## Input:
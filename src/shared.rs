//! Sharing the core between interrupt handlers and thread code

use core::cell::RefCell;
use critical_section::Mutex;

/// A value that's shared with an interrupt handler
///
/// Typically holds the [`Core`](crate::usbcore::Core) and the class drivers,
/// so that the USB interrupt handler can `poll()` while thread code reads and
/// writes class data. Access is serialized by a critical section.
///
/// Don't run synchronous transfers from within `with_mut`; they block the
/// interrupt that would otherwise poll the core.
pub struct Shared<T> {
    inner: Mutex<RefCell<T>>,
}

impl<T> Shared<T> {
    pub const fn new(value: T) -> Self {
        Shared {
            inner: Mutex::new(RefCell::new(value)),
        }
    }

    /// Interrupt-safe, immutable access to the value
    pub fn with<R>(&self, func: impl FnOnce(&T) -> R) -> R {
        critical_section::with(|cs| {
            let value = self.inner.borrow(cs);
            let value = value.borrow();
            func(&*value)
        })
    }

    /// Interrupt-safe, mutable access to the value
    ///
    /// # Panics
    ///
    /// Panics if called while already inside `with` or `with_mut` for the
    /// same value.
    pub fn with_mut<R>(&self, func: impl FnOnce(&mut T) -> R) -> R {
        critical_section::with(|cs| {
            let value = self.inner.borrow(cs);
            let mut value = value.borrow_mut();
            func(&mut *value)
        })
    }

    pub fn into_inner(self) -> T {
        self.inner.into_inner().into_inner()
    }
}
---
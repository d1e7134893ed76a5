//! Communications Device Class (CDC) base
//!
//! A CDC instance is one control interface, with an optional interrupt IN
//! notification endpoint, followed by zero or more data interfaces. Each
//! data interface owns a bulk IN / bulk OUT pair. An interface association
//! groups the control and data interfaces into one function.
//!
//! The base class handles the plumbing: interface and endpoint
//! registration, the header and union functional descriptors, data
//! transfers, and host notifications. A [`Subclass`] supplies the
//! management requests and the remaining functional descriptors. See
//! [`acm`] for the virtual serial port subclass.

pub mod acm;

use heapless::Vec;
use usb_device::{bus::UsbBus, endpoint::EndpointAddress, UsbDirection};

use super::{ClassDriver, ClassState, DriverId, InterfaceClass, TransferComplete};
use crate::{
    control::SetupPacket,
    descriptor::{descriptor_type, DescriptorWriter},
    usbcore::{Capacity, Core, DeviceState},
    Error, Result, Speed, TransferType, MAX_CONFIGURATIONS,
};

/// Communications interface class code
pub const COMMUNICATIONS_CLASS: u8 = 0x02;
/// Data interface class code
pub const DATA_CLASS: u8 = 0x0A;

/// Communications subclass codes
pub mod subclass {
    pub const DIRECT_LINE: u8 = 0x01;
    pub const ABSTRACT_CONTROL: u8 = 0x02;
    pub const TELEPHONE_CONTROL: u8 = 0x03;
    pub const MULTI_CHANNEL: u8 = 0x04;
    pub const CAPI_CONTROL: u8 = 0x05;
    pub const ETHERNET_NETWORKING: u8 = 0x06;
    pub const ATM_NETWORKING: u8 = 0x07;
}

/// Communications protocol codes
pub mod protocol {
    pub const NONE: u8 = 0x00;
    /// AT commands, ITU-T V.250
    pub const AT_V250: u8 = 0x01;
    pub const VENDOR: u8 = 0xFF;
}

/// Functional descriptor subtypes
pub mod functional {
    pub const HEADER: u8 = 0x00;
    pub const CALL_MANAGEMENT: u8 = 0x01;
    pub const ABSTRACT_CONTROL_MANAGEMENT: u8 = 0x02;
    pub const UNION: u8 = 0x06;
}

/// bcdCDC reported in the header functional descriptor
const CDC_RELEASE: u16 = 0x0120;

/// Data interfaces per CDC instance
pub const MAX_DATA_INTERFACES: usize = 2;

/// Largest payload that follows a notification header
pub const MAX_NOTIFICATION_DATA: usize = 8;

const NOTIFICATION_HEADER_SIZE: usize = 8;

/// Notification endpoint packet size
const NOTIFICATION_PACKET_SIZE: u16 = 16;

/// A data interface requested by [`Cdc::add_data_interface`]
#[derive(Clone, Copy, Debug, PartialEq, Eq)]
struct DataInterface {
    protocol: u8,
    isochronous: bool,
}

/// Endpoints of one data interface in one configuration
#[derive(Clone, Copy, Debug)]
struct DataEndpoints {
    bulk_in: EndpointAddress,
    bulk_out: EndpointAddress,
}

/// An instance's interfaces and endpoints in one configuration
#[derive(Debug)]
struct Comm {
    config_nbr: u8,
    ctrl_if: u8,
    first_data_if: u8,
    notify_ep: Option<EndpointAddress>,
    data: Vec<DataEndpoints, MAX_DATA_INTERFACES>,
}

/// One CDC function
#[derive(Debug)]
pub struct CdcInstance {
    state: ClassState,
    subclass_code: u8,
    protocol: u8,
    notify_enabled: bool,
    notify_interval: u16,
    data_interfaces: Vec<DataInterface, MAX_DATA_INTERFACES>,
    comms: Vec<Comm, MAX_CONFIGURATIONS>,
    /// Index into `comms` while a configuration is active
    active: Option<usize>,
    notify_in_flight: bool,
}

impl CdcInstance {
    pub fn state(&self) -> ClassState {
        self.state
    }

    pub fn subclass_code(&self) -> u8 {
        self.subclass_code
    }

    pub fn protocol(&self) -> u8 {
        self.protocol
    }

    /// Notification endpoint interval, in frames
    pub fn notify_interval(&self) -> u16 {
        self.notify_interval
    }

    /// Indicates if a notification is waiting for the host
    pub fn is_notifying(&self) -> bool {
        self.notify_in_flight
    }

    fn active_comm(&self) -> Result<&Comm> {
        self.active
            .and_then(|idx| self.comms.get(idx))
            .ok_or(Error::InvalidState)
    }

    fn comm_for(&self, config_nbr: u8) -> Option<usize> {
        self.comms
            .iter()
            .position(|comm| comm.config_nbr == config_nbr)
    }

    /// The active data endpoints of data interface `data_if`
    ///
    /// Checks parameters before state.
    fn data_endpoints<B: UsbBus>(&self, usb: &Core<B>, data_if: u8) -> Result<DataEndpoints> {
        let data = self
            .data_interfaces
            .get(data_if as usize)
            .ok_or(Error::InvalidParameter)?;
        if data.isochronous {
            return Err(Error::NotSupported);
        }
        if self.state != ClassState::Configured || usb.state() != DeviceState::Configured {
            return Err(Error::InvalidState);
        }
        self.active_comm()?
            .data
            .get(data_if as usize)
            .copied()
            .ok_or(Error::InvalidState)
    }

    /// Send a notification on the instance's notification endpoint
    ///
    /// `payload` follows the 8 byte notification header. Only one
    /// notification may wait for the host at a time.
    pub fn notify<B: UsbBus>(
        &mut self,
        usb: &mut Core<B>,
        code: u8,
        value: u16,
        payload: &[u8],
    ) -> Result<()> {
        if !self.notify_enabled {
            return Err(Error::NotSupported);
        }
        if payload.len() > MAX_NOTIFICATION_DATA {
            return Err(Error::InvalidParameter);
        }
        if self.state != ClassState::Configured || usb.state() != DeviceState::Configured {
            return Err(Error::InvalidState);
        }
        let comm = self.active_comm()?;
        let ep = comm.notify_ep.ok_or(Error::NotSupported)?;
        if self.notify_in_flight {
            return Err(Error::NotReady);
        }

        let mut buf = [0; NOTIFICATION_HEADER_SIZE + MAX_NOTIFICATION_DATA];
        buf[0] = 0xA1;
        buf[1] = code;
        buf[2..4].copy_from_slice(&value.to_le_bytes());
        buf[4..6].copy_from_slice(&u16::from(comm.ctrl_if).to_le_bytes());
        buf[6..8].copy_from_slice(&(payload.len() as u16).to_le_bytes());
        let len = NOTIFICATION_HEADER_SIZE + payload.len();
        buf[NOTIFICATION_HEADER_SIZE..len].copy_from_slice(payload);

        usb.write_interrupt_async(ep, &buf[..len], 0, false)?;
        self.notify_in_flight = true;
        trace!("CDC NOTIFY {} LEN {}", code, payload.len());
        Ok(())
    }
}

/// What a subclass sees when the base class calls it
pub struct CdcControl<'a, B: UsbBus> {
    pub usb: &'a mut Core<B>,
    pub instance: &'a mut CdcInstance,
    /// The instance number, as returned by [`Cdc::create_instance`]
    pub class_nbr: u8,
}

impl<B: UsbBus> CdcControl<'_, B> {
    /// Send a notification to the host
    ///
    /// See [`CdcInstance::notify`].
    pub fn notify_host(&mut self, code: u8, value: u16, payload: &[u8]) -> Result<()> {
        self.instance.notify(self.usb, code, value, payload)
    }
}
...
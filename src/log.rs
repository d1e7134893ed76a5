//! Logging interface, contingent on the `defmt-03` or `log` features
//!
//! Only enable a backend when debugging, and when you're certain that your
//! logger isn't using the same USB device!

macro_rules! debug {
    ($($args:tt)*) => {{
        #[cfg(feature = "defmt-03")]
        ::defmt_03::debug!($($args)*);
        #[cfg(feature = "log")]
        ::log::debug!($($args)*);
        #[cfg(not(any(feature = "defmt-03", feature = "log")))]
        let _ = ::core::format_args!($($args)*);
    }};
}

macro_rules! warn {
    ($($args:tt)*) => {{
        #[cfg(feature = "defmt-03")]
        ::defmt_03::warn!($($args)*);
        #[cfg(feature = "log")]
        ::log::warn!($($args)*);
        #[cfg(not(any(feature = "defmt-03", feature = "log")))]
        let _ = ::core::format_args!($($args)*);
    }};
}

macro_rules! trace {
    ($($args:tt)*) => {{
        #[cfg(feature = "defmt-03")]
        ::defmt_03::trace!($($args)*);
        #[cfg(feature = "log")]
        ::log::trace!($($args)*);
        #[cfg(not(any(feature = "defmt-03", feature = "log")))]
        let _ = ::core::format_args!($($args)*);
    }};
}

## Work to be completed:
Would you quote everything above from the line containing "filename src/shared.rs" down to the line containing "pub fn with<R>(&self, func: impl"? Include both of those lines and nothing else.

## Final answer:
filename src/shared.rs
//! Sharing the core between interrupt handlers and thread code

use core::cell::RefCell;
use critical_section::Mutex;

/// A value that's shared with an interrupt handler
///
/// Typically holds the [`Core`](crate::usbcore::Core) and the class drivers,
/// so that the USB interrupt handler can `poll()` while thread code reads and
/// writes class data. Access is serialized by a critical section.
///
/// Don't run synchronous transfers from within `with_mut`; they block the
/// interrupt that would otherwise poll the core.
pub struct Shared<T> {
    inner: Mutex<RefCell<T>>,
}

impl<T> Shared<T> {
    pub const fn new(value: T) -> Self {
        Shared {
            inner: Mutex::new(RefCell::new(value)),
        }
    }

    /// Interrupt-safe, immutable access to the value
    pub fn with<R>(&self, func: impl FnOnce(&T) -> R) -> R {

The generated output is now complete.